Multi-dimensional images need to be rendered onto two dimensional displays in many situations such as for medical imaging, mechanical engineering, scientific visualization, computer games and other applications. For example, volume rendering algorithms take an input signal defined on a three-dimensional domain and project it onto a two-dimensional image.
Various techniques are known for rendering three dimensional and higher dimensional images onto two dimensional displays. For example ray-casting involves tracing the path of light through pixels in an image plane into a three dimensional volume. The three dimensional volume may have been obtained empirically using measurement equipment such as an MRI scanner or image capture device. However, ray-casting is extremely computationally expensive and time consuming as it involves integrating data at each point along each ray.

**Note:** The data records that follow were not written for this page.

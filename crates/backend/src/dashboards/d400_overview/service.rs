use contracts::dashboards::common::{
    DashboardPage, Metric, PageView, Section, SectionBody, TableSection, TextBlock,
};
use contracts::shared::artifacts::DatasetName;
use contracts::shared::table::{CellValue, TableData};

use crate::shared::data::artifacts::Datasets;
use crate::shared::format::format_number;

/// Row count of a dataset with thousands separators, `N/A` when absent
fn row_count(datasets: &Datasets, dataset: DatasetName) -> String {
    datasets
        .get(dataset)
        .map(|t| format_number(t.len()))
        .unwrap_or_else(|| "N/A".to_string())
}

fn artifact_table(datasets: &Datasets) -> TableData {
    let status = datasets.status();
    let rows = status
        .artifacts
        .into_iter()
        .map(|a| {
            vec![
                CellValue::from(a.dataset.as_str()),
                CellValue::Text(a.path),
                CellValue::from(if a.available { "available" } else { "missing" }),
                a.rows.map(CellValue::from).unwrap_or(CellValue::Null),
            ]
        })
        .collect();

    TableData {
        columns: ["dataset", "path", "status", "rows"]
            .iter()
            .map(|c| c.to_string())
            .collect(),
        rows,
    }
}

pub fn render(datasets: &Datasets) -> PageView {
    let mut view = PageView::new(DashboardPage::Overview);

    // === PROJECT METRICS ===
    view.push(Section::new(
        "project_metrics",
        "Project Metrics & Status",
        SectionBody::Metrics(vec![
            Metric::new("Total Transactions", row_count(datasets, DatasetName::Transactions)),
            Metric::new("Products Analyzed", row_count(datasets, DatasetName::Products)),
            Metric::new("Customers", row_count(datasets, DatasetName::Customers)),
            Metric::new("Promo Scenarios", row_count(datasets, DatasetName::Promo)),
        ]),
    ));

    view.push(Section::new(
        "artifact_status",
        "Pipeline Artifacts",
        SectionBody::Table(TableSection {
            caption: None,
            data: artifact_table(datasets),
        }),
    ));

    // === STATIC CONTENT ===
    view.push(Section::new(
        "project_overview",
        "Project Overview",
        SectionBody::Text(TextBlock::new(
            &["This retail pricing analysis applies market basket analysis, promotional \
               pricing simulation and data quality auditing to transaction history, \
               following a structured methodology to produce actionable pricing insights."],
            &[],
        )),
    ));

    view.push(Section::new(
        "methodology",
        "Methodology",
        SectionBody::Text(TextBlock::new(
            &[
                "Phase 1: Data Foundation",
                "Phase 2: Analysis & Insights",
            ],
            &[
                "Data loading & inspection: import raw transactions, examine structure, establish baseline metrics",
                "Data cleaning & validation: remove cancellations and returns, standardize descriptions, handle missing values",
                "Data structuring: normalized products, customers and transactions tables",
                "Baseline performance analysis: revenue rankings and product performance metrics",
                "Market basket analysis: support, confidence and lift for product associations",
                "Promotional impact modeling: discount scenarios with elasticity and cross-sell effects",
                "Data quality audit: accuracy, completeness and consistency checks",
            ],
        )),
    ));

    view.push(Section::new(
        "next_steps",
        "Business Recommendations & Next Steps",
        SectionBody::Text(TextBlock::new(
            &[],
            &[
                "Implement the highest-impact discount scenarios",
                "Train sales staff on the identified product associations",
                "Automate data quality checks for ongoing validation",
                "Establish KPIs to measure promotional effectiveness",
            ],
        )),
    ));

    view
}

This has meant that many practical applications that use ray-casting have typically rendered images slowly ahead of time. Also, typically only the surfaces of objects in the volume have been rendered in order to cut down on the amount of computation required. In the case of medical imaging applications this has led to omission of context providing detail in the resulting two dimensional images and this makes it harder for medical staff to understand and interpret the rendered images.
Some techniques for speeding up ray-casting have been proposed such as empty space skipping using depth-first tree searches. These techniques are designed for execution on CPUs.
The embodiments described below are not limited to implementations which solve any or all of the disadvantages of known multi-dimensional image rendering systems using space skipping.